Plant Name
Scientific Name: Dalea pulchra
Common Names: Santa Catalina Prairie Clover, Indigo Bush, Dalea
Plant Characteristics
Duration: Perennial, Semi-evergreen
Growth Habit: Shrub, Subshrub
Arizona Native Status: Native
Habitat: Desert, Upland. It grows on rocky slopes and in the mountain foothills. These plants are especially common in the foothills of the Santa Catalina Mountains north of Tucson, Arizona.
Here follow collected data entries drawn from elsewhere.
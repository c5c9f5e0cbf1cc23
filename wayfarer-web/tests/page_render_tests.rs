use chrono::NaiveDate;
use futures::executor::block_on;
use std::rc::Rc;
use wayfarer_planner::{
    Destination, DestinationKind, FeedbackForm, ItineraryGenerator, TripDraft, TripLimits,
    TripParameters, TripType,
};
use wayfarer_web::pages::{
    dashboard::{DashboardPage, DashboardPageProps},
    feedback::{FeedbackPage, FeedbackPageProps},
    itinerary::{ItineraryPage, ItineraryPageProps},
    landing::{LandingPage, LandingPageProps},
    not_found::{NotFound, Props as NotFoundProps},
    plan_trip::{PlanTripPage, PlanTripPageProps},
};
use yew::{Callback, LocalServerRenderer};

fn date(y: i32, m: u32, d: u32) -> NaiveDate {
    NaiveDate::from_ymd_opt(y, m, d).unwrap()
}

fn kerala_trip() -> TripParameters {
    TripParameters {
        trip_type: TripType::Couple,
        travelers: 2,
        budget: 60_000,
        start_date: date(2024, 6, 1),
        end_date: date(2024, 6, 3),
        destination: Destination::new(DestinationKind::Domestic, "kerala"),
        days: 3,
    }
}

#[test]
fn landing_page_lists_four_features() {
    wayfarer_web::i18n::set_lang("en");
    let props = LandingPageProps {
        on_get_started: Callback::noop(),
    };
    let html = block_on(LocalServerRenderer::<LandingPage>::with_props(props).render());
    assert!(html.contains("Plan Your Perfect Journey"));
    assert!(html.contains("Get Started"));
    for title in [
        "Smart Recommendations",
        "Group Planning",
        "Dynamic Itineraries",
        "Extensive Coverage",
    ] {
        assert!(html.contains(title), "missing feature {title}");
    }
}

#[test]
fn dashboard_mentions_last_trip_only_when_present() {
    let props = DashboardPageProps {
        last_trip: None,
        on_plan_trip: Callback::noop(),
        on_feedback: Callback::noop(),
    };
    let html = block_on(LocalServerRenderer::<DashboardPage>::with_props(props).render());
    assert!(html.contains("Plan a New Trip"));
    assert!(!html.contains("Last planned"));

    let props = DashboardPageProps {
        last_trip: Some(kerala_trip()),
        on_plan_trip: Callback::noop(),
        on_feedback: Callback::noop(),
    };
    let html = block_on(LocalServerRenderer::<DashboardPage>::with_props(props).render());
    assert!(html.contains("Last planned: Kerala, 3 days"));
}

#[test]
fn plan_trip_blocks_fifteen_day_range() {
    let props = PlanTripPageProps {
        initial: TripDraft {
            start_date: Some(date(2024, 6, 1)),
            end_date: Some(date(2024, 6, 15)),
            ..TripDraft::default()
        },
        limits: TripLimits::default(),
        on_submit: Callback::noop(),
        on_draft_change: Callback::noop(),
    };
    let html = block_on(LocalServerRenderer::<PlanTripPage>::with_props(props).render());
    assert!(html.contains("Trip duration must be between 1 and 10 days"));
    assert!(html.contains("disabled"));
}

#[test]
fn plan_trip_with_only_start_date_stays_submittable() {
    let props = PlanTripPageProps {
        initial: TripDraft {
            start_date: Some(date(2024, 6, 1)),
            end_date: None,
            ..TripDraft::default()
        },
        limits: TripLimits::default(),
        on_submit: Callback::noop(),
        on_draft_change: Callback::noop(),
    };
    let html = block_on(LocalServerRenderer::<PlanTripPage>::with_props(props).render());
    assert!(html.contains("Generate Itinerary"));
    assert!(!html.contains("disabled"));
    assert!(!html.contains("Trip duration must be between"));
}

#[test]
fn plan_trip_offers_destination_lists() {
    let props = PlanTripPageProps {
        initial: TripDraft {
            start_date: Some(date(2024, 6, 1)),
            end_date: Some(date(2024, 6, 3)),
            destination: Destination::new(DestinationKind::International, ""),
            ..TripDraft::default()
        },
        limits: TripLimits::default(),
        on_submit: Callback::noop(),
        on_draft_change: Callback::noop(),
    };
    let html = block_on(LocalServerRenderer::<PlanTripPage>::with_props(props).render());
    assert!(!html.contains("Trip duration must be between"));
    assert!(html.contains("Select a destination"));
    assert!(html.contains("New Zealand"));
    assert!(!html.contains("Rajasthan"));
    assert!(!html.contains("disabled"));
}

fn itinerary_props(seed: u64, chat_open: bool) -> ItineraryPageProps {
    ItineraryPageProps {
        trip: kerala_trip(),
        generator: Rc::new(ItineraryGenerator::from_static()),
        seed: Some(seed),
        chat_open,
        on_feedback: Callback::noop(),
    }
}

#[test]
fn itinerary_page_renders_each_day_with_dates() {
    let props = itinerary_props(7, false);
    let html = block_on(LocalServerRenderer::<ItineraryPage>::with_props(props).render());
    assert!(html.contains("Your Travel Itinerary"));
    assert!(html.contains("Day 1 - June 1, 2024"));
    assert!(html.contains("Day 2 - June 2, 2024"));
    assert!(html.contains("Day 3 - June 3, 2024"));
    assert!(!html.contains("Day 4 -"));
    assert_eq!(html.matches("day-card").count(), 3);
    assert!(html.contains("Estimated total:"));
    assert!(!html.contains("Ask me anything"));
}

#[test]
fn itinerary_page_draws_a_new_plan_each_mount() {
    let generator = ItineraryGenerator::from_static();
    let expected = generator.generate_seeded(&kerala_trip(), 21);
    let first = block_on(
        LocalServerRenderer::<ItineraryPage>::with_props(itinerary_props(21, false)).render(),
    );
    for activity in &expected.days[0].activities {
        assert!(first.contains(&activity.name));
    }
    let again = block_on(
        LocalServerRenderer::<ItineraryPage>::with_props(itinerary_props(21, false)).render(),
    );
    assert_eq!(first, again);
    let remounted = block_on(
        LocalServerRenderer::<ItineraryPage>::with_props(itinerary_props(22, false)).render(),
    );
    assert_ne!(first, remounted);
}

#[test]
fn itinerary_page_can_open_with_assistant() {
    let props = itinerary_props(11, true);
    let html = block_on(LocalServerRenderer::<ItineraryPage>::with_props(props).render());
    assert!(html.contains("AI Travel Assistant"));
    assert!(html.contains("Ask me anything about your trip..."));
}

#[test]
fn feedback_page_fills_stars_up_to_rating() {
    let mut form = FeedbackForm::default();
    form.set_rating(3);
    let props = FeedbackPageProps {
        initial: form,
        on_done: Callback::noop(),
    };
    let html = block_on(LocalServerRenderer::<FeedbackPage>::with_props(props).render());
    assert!(html.contains("Trip Feedback"));
    assert_eq!(html.matches("data-filled=\"true\"").count(), 3);
    assert_eq!(html.matches("data-filled=\"false\"").count(), 2);
    assert!(html.contains("Submit Feedback"));
    assert!(html.contains("Cancel"));
}

#[test]
fn not_found_offers_way_home() {
    let props = NotFoundProps {
        on_go_home: Callback::noop(),
    };
    let html = block_on(LocalServerRenderer::<NotFound>::with_props(props).render());
    assert!(html.contains("Page not found"));
    assert!(html.contains("Back to home"));
}
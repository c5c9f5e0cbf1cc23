pub mod atoms;
pub mod foundation;
pub mod molecules;

pub use foundation::{DaisyColor, DaisySize};

pub use atoms::*;
pub use molecules::*;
Flower Color: Purple, White
Flowering Season: Winter (late), Spring
Height: To 4 feet (1.2 m) tall
Description: The small, pea-like flowers are in ball-shaped, fuzzy, whitish, terminal flower spikes. The individual flowers have white banner petals and a purple keel and wings. Some plants have flowers with purple banner petals and a white keel and wings. The leaves are gray-green, covered in velvety hair, and pinnately compound with 3 to 9 oval, folded leaflets. The plants have a bushy, branched, upright growth form.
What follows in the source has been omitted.